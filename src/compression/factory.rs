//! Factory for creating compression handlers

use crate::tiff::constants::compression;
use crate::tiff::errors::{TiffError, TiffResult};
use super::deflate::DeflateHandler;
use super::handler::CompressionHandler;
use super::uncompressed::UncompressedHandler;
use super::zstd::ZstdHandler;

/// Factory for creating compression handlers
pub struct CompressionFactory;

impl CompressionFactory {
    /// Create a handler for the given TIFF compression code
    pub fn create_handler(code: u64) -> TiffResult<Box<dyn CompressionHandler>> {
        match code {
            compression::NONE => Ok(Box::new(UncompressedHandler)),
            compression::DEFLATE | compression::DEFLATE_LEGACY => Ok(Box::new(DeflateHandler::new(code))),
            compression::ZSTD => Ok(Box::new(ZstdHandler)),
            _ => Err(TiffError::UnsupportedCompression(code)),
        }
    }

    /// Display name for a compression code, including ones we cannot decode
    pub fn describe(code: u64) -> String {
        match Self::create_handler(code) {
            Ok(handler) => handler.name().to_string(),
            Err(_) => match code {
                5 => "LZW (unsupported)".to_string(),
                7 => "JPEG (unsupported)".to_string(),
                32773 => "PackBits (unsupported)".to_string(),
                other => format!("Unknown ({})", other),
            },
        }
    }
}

────────────────────

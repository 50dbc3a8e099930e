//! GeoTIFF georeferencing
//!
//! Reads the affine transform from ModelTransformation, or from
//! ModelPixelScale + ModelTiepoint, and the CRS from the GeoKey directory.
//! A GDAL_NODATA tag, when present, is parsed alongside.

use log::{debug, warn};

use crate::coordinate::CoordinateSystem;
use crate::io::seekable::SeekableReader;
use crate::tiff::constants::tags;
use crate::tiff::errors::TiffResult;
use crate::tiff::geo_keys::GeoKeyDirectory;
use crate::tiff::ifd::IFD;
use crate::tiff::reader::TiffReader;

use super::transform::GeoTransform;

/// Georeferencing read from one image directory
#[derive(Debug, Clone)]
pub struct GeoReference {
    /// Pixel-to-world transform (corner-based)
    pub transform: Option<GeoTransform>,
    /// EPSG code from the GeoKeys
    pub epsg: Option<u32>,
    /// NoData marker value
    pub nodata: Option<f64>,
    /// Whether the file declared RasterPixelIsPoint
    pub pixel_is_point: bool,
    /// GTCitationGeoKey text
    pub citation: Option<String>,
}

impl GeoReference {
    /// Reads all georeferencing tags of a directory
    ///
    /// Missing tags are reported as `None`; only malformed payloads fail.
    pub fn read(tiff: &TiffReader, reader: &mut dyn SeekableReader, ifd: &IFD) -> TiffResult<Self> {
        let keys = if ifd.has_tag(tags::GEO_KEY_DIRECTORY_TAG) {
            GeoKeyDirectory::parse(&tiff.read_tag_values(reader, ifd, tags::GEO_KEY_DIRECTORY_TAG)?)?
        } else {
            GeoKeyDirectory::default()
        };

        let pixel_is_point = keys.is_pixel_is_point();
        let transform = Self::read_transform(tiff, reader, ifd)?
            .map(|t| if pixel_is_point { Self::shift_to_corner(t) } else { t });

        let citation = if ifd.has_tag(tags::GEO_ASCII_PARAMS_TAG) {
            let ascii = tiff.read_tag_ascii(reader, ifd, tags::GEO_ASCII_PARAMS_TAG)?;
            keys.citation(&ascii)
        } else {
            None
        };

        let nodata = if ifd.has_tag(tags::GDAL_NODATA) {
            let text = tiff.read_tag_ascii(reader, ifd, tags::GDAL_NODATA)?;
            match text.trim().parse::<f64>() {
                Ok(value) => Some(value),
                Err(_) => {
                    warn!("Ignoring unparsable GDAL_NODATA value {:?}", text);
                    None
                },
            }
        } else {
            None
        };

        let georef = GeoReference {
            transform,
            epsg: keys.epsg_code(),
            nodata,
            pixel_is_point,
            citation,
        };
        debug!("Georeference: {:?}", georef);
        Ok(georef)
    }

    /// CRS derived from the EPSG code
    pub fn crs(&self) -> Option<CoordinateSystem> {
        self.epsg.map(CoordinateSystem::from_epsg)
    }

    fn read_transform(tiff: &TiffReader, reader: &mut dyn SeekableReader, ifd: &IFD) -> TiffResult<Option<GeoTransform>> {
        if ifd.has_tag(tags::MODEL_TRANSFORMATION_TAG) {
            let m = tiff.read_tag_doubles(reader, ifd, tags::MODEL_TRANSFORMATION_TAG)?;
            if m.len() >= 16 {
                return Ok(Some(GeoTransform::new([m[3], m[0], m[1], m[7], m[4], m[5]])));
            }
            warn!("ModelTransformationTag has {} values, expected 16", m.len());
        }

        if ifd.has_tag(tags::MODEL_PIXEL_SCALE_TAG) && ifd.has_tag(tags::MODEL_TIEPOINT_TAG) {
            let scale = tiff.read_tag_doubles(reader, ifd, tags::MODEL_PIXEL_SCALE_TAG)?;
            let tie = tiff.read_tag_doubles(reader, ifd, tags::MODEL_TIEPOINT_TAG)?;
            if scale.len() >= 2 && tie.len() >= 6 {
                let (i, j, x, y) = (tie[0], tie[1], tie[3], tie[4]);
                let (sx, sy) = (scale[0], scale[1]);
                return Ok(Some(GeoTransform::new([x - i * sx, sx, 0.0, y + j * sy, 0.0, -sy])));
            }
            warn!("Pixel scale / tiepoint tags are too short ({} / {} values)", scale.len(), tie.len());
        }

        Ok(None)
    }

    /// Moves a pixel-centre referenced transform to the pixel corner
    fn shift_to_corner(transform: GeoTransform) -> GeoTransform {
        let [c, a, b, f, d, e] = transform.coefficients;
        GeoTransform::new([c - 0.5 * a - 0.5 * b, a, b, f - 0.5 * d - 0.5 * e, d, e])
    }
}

────────────────────

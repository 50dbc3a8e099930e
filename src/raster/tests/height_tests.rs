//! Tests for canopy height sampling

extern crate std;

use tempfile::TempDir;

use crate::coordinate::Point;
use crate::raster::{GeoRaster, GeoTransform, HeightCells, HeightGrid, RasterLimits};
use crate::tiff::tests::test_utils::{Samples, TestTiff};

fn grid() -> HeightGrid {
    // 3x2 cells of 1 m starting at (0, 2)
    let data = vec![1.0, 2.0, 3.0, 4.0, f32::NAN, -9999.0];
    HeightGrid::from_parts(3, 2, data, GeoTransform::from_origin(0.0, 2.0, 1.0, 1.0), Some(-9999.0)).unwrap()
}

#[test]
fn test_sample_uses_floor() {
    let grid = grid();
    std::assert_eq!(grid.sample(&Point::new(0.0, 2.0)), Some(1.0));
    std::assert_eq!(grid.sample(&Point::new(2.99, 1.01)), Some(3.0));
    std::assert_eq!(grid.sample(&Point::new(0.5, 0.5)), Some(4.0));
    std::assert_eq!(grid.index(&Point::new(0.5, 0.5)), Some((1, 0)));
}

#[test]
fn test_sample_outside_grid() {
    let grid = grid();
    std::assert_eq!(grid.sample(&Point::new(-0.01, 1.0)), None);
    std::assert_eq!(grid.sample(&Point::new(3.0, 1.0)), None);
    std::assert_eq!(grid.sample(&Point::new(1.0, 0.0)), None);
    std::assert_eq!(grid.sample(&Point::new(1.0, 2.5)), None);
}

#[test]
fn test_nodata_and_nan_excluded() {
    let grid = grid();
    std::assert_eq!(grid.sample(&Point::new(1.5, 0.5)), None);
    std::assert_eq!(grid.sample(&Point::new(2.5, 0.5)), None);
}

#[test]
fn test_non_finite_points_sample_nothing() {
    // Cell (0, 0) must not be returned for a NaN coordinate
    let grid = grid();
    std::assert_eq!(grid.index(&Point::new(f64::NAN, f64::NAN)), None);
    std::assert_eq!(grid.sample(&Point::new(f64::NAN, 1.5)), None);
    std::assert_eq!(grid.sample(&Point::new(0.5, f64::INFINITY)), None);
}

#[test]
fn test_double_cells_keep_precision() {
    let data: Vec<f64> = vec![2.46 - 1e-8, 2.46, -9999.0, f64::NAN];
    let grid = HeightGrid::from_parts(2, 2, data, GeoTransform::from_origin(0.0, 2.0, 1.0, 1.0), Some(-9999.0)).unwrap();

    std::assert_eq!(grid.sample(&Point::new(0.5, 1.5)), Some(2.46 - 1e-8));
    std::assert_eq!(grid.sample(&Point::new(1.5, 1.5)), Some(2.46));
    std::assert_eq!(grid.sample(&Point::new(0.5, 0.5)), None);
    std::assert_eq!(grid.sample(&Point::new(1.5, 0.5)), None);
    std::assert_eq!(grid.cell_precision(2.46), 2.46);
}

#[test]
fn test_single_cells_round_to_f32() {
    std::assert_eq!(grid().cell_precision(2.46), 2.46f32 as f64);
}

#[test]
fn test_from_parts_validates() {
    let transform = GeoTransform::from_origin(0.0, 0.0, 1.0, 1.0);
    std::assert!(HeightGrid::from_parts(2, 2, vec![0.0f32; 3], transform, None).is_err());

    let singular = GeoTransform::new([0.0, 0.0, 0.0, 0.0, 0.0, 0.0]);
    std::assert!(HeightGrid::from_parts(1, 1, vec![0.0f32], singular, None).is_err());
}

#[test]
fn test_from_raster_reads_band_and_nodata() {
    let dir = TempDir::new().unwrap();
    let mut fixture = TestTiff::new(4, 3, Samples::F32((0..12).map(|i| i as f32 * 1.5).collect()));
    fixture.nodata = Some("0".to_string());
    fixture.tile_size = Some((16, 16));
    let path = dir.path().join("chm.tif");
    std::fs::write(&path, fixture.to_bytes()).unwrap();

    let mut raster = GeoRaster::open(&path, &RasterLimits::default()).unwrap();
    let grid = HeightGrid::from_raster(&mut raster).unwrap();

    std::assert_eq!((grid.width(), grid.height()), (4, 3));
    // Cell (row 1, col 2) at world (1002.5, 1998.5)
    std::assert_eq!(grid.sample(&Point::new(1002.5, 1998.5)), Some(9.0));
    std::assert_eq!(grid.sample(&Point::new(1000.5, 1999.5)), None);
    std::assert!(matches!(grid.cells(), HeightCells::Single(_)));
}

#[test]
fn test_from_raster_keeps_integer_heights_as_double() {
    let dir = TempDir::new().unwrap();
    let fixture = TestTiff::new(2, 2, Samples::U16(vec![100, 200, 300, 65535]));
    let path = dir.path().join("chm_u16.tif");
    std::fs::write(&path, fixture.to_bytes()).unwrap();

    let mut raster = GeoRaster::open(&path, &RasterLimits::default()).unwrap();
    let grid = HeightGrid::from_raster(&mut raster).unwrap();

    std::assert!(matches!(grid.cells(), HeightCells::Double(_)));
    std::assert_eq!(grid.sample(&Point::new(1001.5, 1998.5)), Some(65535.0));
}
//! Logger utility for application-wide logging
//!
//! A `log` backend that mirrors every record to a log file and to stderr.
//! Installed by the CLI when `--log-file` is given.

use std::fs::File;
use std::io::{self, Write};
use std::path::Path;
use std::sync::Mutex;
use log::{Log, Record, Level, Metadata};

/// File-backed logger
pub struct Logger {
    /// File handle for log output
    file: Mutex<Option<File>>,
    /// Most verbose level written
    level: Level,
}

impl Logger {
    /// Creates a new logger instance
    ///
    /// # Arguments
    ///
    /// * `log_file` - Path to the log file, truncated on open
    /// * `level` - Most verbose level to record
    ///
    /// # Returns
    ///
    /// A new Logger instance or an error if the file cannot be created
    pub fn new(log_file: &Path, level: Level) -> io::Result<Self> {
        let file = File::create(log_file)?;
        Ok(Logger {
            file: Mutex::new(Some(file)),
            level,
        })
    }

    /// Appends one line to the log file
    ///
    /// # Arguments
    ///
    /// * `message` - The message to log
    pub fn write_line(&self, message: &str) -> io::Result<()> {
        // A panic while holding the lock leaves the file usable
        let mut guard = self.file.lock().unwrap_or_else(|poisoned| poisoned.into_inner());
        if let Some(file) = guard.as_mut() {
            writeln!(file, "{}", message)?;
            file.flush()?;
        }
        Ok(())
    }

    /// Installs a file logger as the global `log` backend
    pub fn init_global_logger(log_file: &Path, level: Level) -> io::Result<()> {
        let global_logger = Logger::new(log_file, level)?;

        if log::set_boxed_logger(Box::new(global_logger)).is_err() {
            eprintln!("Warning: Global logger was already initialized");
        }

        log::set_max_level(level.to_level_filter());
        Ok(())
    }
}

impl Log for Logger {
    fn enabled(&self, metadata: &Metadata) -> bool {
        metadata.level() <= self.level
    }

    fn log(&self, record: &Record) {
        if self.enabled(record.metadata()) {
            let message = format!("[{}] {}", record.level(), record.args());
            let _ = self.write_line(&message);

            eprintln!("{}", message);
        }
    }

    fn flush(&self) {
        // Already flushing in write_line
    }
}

────────────────────

What you need to do
Scan the listing for "bool" and copy out each line that has it.

Task solution
    pub pixel_is_point: bool,
    fn enabled(&self, metadata: &Metadata) -> bool {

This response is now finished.